Health insurance may get a lot more expensive in Minnesota next year.
The four largest carriers in the state’s individual health insurance market are seeking double-digit percentage rate increases for 2026, according to preliminary figures released Tuesday by the Minnesota Department of Commerce.
On the surface, the jumps would be limited to a relatively small slice of the state’s health insurance landscape — the market where people who don’t have job-based coverage and don’t qualify for Medicare or Medicaid benefits shop for insurance, including through “Obamacare” exchanges.
Yet these individual market rates often serve as a bellwether for pricing trends in the wider market for health insurance, where costs of care have been growing quickly.
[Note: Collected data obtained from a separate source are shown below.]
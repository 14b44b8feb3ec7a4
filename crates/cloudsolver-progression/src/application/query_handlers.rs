//! Query handlers for the progression context.

use std::collections::BTreeMap;

use cloudsolver_core::error::DomainError;
use cloudsolver_core::repository::ProgressRepository;
use serde::Serialize;
use uuid::Uuid;

use crate::domain::levels::{next_level_threshold, rank_for_level};
use crate::domain::state::ProgressionState;

/// An unlocked achievement with its display text.
#[derive(Debug, Clone, PartialEq, Eq, Serialize)]
pub struct AchievementView {
    /// Wire identifier.
    pub id: &'static str,
    /// Display name.
    pub name: &'static str,
    /// Display description.
    pub description: &'static str,
}

/// Read-only view of a player's progression.
#[derive(Debug, Clone, PartialEq, Serialize)]
pub struct ProgressionView {
    /// The player.
    pub player_id: Uuid,
    /// Current level.
    pub level: u32,
    /// Rank title for the level.
    pub rank: &'static str,
    /// Cumulative experience.
    pub experience: u64,
    /// Experience needed for the next level, `None` at the cap.
    pub next_level_experience: Option<u64>,
    /// Cumulative score.
    pub total_score: u64,
    /// Current streak.
    pub current_streak: u32,
    /// Longest streak.
    pub max_streak: u32,
    /// Questions answered.
    pub questions_answered: u32,
    /// Correct answers.
    pub correct_answers: u32,
    /// Whole-number accuracy.
    pub accuracy_percent: u32,
    /// Correct answers per category.
    pub per_category_correct: BTreeMap<String, u32>,
    /// Unlocked achievements in unlock order.
    pub achievements: Vec<AchievementView>,
}

impl ProgressionView {
    /// Builds the view for `state`.
    #[must_use]
    pub fn from_state(player_id: Uuid, state: &ProgressionState) -> Self {
        Self {
            player_id,
            level: state.level(),
            rank: rank_for_level(state.level()),
            experience: state.experience(),
            next_level_experience: next_level_threshold(state.level()),
            total_score: state.total_score(),
            current_streak: state.current_streak(),
            max_streak: state.max_streak(),
            questions_answered: state.questions_answered(),
            correct_answers: state.correct_answers(),
            accuracy_percent: state.accuracy_percent(),
            per_category_correct: state.per_category_correct().clone(),
            achievements: state
                .unlocked_achievements()
                .iter()
                .map(|id| {
                    let def = id.definition();
                    AchievementView {
                        id: id.as_str(),
                        name: def.name,
                        description: def.description,
                    }
                })
                .collect(),
        }
    }
}

/// Retrieves a player's progression.
///
/// # Errors
///
/// Returns `DomainError::NotFound` if the player has no stored snapshot,
/// the repository's error if loading fails, or `DomainError::Infrastructure`
/// if the snapshot cannot be decoded.
pub async fn get_progression(
    player_id: Uuid,
    repo: &dyn ProgressRepository,
) -> Result<ProgressionView, DomainError> {
    let stored = repo
        .load(player_id)
        .await?
        .ok_or_else(|| DomainError::NotFound(format!("progression for player {player_id}")))?;
    let state = ProgressionState::from_snapshot(stored.snapshot)?;
    Ok(ProgressionView::from_state(player_id, &state))
}

#[cfg(test)]
mod tests {
    use cloudsolver_core::error::DomainError;
    use uuid::Uuid;

    use crate::application::query_handlers::get_progression;
    use crate::domain::achievements::AchievementId;
    use crate::domain::state::{ProgressionSnapshot, ProgressionState};
    use cloudsolver_test_support::{EmptyProgressRepository, RecordingProgressRepository};

    #[tokio::test]
    async fn test_get_progression_returns_view_for_saved_player() {
        // Arrange
        let player_id = Uuid::new_v4();
        let state = ProgressionState::restore(ProgressionSnapshot {
            experience: 650,
            total_score: 650,
            current_streak: 1,
            max_streak: 4,
            questions_answered: 8,
            correct_answers: 6,
            unlocked_achievements: vec![AchievementId::FirstCorrect],
            ..ProgressionSnapshot::default()
        })
        .unwrap();
        let repo = RecordingProgressRepository::with_snapshot(player_id, state.to_snapshot());

        // Act
        let view = get_progression(player_id, &repo).await.unwrap();

        // Assert
        assert_eq!(view.player_id, player_id);
        assert_eq!(view.level, 4);
        assert_eq!(view.rank, "Solutions Architect");
        assert_eq!(view.next_level_experience, Some(1_000));
        assert_eq!(view.accuracy_percent, 75);
        assert_eq!(view.achievements.len(), 1);
        assert_eq!(view.achievements[0].id, "first_correct");
        assert_eq!(view.achievements[0].name, "First Steps");
    }

    #[tokio::test]
    async fn test_get_progression_returns_not_found_for_unknown_player() {
        // Arrange
        let repo = EmptyProgressRepository;

        // Act
        let result = get_progression(Uuid::new_v4(), &repo).await;

        // Assert
        match result.unwrap_err() {
            DomainError::NotFound(msg) => assert!(msg.contains("progression")),
            other => panic!("expected NotFound, got {other:?}"),
        }
    }
}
Commerce announced proposed average increases by Medica (+26%), Blue Cross and Blue Shield of Minnesota (+16.6%), UCare (+14.8) and HealthPartners (+12.1 to +14.5%).
“They are the largest proposed rate increases we’ve seen, on average, since 2017,” Julia Dreier, deputy commissioner of insurance at the Commerce Department, said in an interview. “The health insurance companies are assuming that the risk pool is going to be sicker, on average, than it has been in the past.”
The annual rate release from the Commerce Department also covers health plans for small businesses, where the largest insurers in the market are seeking average increases that range from 9% to 17%.
One key factor driving health insurance cost increases is the higher cost of medications, said Lucas Nesse, the chief executive officer of the Minnesota Council of Health Plans, a trade group for the state’s nonprofit health insurers.